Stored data
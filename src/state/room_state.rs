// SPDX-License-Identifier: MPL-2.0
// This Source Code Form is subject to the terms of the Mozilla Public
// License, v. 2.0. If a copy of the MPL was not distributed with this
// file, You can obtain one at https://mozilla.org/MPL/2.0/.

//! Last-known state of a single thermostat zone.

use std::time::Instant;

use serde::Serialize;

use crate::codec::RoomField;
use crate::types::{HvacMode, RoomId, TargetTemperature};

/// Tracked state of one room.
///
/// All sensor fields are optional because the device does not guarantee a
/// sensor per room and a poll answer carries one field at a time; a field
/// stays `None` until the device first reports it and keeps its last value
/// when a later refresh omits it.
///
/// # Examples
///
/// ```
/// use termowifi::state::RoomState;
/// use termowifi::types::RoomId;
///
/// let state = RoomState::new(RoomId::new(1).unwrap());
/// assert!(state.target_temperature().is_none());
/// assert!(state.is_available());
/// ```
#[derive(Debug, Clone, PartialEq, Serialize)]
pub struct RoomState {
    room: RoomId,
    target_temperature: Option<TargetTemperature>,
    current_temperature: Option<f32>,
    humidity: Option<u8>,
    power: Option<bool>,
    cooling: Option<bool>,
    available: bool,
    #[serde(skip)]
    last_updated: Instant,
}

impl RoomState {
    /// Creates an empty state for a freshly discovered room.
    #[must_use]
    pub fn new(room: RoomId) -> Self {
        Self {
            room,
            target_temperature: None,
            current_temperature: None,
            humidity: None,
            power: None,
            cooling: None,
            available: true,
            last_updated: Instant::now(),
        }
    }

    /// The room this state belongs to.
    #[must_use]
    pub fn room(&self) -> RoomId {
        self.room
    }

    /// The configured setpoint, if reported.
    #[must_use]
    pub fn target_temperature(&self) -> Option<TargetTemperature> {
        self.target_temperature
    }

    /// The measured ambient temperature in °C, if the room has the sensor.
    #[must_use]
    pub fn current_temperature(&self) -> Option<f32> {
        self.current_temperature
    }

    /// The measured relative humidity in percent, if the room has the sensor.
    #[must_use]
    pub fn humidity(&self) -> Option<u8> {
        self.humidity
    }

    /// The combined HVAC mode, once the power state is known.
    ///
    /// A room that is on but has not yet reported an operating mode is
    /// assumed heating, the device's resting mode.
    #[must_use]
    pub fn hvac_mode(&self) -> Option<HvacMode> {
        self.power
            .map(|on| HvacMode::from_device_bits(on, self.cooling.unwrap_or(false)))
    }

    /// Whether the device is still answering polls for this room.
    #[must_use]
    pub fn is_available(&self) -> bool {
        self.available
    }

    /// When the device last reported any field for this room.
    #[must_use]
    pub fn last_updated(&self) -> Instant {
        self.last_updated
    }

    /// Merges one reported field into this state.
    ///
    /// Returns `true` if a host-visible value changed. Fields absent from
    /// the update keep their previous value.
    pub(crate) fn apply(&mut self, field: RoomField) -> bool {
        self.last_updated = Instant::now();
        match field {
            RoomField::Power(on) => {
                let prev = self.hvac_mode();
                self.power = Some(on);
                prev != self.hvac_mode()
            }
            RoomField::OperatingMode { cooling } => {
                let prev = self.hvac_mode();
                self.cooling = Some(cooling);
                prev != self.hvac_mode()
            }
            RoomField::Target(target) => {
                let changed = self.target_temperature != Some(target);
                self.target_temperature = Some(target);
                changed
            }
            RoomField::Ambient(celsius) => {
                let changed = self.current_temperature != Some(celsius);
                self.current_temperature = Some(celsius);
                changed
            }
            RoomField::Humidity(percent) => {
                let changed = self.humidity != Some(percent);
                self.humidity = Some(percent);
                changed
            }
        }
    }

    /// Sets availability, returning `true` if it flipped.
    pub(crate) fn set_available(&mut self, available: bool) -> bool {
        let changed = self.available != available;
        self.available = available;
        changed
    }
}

==

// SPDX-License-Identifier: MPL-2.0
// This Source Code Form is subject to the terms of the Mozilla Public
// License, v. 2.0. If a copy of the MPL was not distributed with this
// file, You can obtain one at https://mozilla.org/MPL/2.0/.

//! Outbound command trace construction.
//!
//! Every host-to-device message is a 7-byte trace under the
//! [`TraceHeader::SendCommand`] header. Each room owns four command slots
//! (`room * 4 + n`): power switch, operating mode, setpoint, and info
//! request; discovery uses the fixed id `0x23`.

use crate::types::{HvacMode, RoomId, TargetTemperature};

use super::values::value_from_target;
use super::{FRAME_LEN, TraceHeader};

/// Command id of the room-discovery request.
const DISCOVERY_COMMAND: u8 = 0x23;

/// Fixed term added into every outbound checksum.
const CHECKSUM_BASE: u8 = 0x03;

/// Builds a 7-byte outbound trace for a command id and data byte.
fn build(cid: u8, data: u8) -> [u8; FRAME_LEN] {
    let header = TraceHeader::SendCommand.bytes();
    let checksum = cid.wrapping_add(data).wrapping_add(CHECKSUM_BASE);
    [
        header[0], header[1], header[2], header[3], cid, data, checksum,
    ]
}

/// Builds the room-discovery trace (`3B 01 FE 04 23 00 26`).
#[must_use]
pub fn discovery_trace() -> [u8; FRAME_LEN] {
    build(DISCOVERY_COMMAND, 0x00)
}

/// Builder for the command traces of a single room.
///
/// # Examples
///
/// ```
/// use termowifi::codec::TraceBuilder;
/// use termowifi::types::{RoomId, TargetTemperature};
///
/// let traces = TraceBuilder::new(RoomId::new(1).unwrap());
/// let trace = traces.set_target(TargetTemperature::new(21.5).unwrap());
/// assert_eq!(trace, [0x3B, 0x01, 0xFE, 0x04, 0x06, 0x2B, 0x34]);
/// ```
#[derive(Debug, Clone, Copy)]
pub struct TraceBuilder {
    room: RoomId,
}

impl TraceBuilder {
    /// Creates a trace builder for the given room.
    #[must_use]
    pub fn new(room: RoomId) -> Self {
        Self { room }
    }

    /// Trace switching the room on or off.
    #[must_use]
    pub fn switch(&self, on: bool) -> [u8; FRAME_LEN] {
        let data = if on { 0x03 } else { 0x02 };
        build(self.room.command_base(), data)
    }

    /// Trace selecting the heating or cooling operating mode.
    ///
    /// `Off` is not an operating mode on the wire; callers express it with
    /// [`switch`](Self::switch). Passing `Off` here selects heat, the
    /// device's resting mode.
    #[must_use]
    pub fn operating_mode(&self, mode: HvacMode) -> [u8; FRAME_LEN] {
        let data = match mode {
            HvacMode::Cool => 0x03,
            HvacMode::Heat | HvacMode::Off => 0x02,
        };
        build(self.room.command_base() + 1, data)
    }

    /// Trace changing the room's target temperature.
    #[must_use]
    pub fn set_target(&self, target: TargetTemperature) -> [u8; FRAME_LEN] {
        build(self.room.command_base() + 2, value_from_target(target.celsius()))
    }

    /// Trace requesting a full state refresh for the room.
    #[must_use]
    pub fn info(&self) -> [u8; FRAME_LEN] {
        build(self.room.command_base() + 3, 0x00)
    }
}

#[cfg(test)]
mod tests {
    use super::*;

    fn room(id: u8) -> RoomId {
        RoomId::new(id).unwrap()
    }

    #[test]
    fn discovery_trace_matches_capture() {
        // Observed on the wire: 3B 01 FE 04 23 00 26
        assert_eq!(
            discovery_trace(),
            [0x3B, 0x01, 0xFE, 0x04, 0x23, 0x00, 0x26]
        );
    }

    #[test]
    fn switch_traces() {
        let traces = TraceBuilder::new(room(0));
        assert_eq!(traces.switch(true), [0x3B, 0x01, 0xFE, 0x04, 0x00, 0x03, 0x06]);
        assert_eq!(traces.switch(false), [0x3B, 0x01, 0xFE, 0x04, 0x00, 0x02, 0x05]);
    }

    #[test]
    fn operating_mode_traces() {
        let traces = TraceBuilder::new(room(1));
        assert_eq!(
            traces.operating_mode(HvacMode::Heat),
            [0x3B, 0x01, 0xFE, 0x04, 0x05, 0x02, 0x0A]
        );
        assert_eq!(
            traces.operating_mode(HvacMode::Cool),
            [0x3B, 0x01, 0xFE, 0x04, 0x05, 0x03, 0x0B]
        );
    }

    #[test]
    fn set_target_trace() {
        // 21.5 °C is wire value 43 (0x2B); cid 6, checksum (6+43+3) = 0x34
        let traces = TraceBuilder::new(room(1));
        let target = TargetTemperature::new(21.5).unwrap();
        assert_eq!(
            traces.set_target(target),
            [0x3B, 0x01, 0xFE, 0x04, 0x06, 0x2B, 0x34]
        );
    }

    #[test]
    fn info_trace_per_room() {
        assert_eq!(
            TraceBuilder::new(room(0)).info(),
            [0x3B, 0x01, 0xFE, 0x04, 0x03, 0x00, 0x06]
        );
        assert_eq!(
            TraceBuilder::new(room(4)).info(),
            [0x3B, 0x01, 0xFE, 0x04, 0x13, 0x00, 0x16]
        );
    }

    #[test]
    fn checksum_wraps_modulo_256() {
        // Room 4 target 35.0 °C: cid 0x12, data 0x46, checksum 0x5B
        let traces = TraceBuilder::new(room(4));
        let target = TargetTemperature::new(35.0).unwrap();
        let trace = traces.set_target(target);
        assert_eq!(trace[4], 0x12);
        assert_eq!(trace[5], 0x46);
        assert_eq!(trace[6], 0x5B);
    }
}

WHAT YOU WILL DO
Tally the lines above that include "types"; give only the tally.

ANSWER TO THIS EXERCISE
4